RSV infects almost every child before they turn 2, and it is responsible for more than 100,000 infant deaths globally every year. Machine learning and statistical models are being used to identify those most at risk.
Asunción Mejías, a pediatric infectious diseases specialist, has seen firsthand the deadly unpredictability of RSV. “It’s a disease which can change very quickly,” she says. RSV infections are very common, but some children can develop severe lung disease. The problem is, aside from a few known risk factors, it’s hard to tell which children will be worst affected.
Different research groups are developing machine learning algorithms and statistical models to identify which children are most vulnerable to RSV. These tools aim to identify groups of risk factors that can help predict which children are more likely to be hospitalized with an infection.
Examples of New Tools
– A statistical model developed by Tina Hartert and her colleagues at Vanderbilt University identifies a set of 19 risk factors for RSV.
– The tool uses variables such as prenatal smoking and low birth weight to calculate an individual infant’s risk at birth.

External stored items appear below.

#[cfg(test)]
mod tests {
    use super::*;
    use rmcp::model::RawTextContent;
    use serde_json::json;
    use std::borrow::Cow;
    use std::sync::Arc;

    #[test]
    fn test_tool_conversion() {
        let rmcp_tool = Tool {
            name: Cow::from("get_weather"),
            description: Some(Cow::from("Get the current weather for a specified city.")),
            input_schema: Arc::new(
                json!({
                    "type": "object",
                    "properties": {"city": {"type": "string"}},
                    "required": ["city"]
                })
                .as_object()
                .unwrap()
                .clone(),
            ),
            annotations: None,
        };

        let spec = convert_tool(&rmcp_tool);
        assert_eq!(spec.name, "get_weather");
        assert_eq!(spec.description, "Get the current weather for a specified city.");
        assert_eq!(spec.required_fields, vec!["city"]);
        assert!(spec.validate().is_ok());
    }

    #[test]
    fn test_text_content_is_joined() {
        let content: Vec<Content> = ["Sunny", "25°C"]
            .iter()
            .map(|t| Content {
                raw: RawContent::Text(RawTextContent { text: t.to_string() }),
                annotations: None,
            })
            .collect();
        assert_eq!(content_to_value(&content), json!("Sunny\n25°C"));
        assert!(content_to_value(&[]).as_str().unwrap().contains("no content"));
    }

    #[tokio::test]
    async fn test_connect_to_missing_binary_fails() {
        let command = McpCommand {
            run: "convoy-definitely-not-a-real-mcp-server".to_string(),
            ..Default::default()
        };
        let result = RMCPClient::connect("missing", &command, Duration::from_secs(2)).await;
        assert!(matches!(result, Err(AgentError::MCPError(_))));
    }

    #[tokio::test]
    async fn test_connect_to_unreachable_url_fails() {
        let result = RMCPClient::connect_url("nowhere", "http://127.0.0.1:9/mcp", Duration::from_secs(2)).await;
        assert!(matches!(result, Err(AgentError::MCPError(_))));
    }

    #[test]
    fn test_prompt_conversion() {
        let prompt = Prompt::new(
            "review_code",
            Some("Code Review"),
            Some(vec![rmcp::model::PromptArgument {
                name: "code".to_string(),
                description: None,
                required: Some(true),
            }]),
        );
        let info = convert_prompt(&prompt);
        assert_eq!(info.name, "review_code");
        assert_eq!(info.arguments.len(), 1);
        assert!(info.arguments[0].required);

        let message = convert_prompt_message(PromptMessage::new_text(
            PromptMessageRole::User,
            "Please review this code",
        ));
        assert_eq!(message.role, crate::core_types::Role::User);
        assert_eq!(message.content, "Please review this code");
    }

    #[test]
    fn test_resource_contents_conversion() {
        let converted = convert_resource_contents(ResourceContents::text("Hello, static file!", "file://documents/hello.txt"));
        assert_eq!(converted.text(), Some("Hello, static file!"));
        let blob = convert_resource_contents(ResourceContents::BlobResourceContents {
            uri: "file://documents/logo.png".to_string(),
            mime_type: Some("image/png".to_string()),
            blob: "aGk=".to_string(),
        });
        assert_eq!(blob.text(), None);
    }

    #[tokio::test]
    async fn test_collection_skips_failed_servers() {
        let servers = vec![McpServerConfig {
            name: "broken".to_string(),
            command: McpCommand {
                run: "convoy-definitely-not-a-real-mcp-server".to_string(),
                ..Default::default()
            },
            url: None,
            tools: Vec::new(),
            timeout: 2,
            enabled: true,
        }];
        let clients = RMCPClientFactory::create_client_collection(&servers).await;
        assert!(clients.is_empty());
    }
}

– The tool can help healthcare providers prioritize the most at-risk children for vaccines and other preventative measures.
Preventative Measures
– A vaccine called Abrysvo has been approved to be given to mothers during weeks 32 to 36 of pregnancy to ensure that babies are born with protective antibodies against RSV.
– A drug called Beyfortus has been approved to provide protection ahead of the winter RSV season.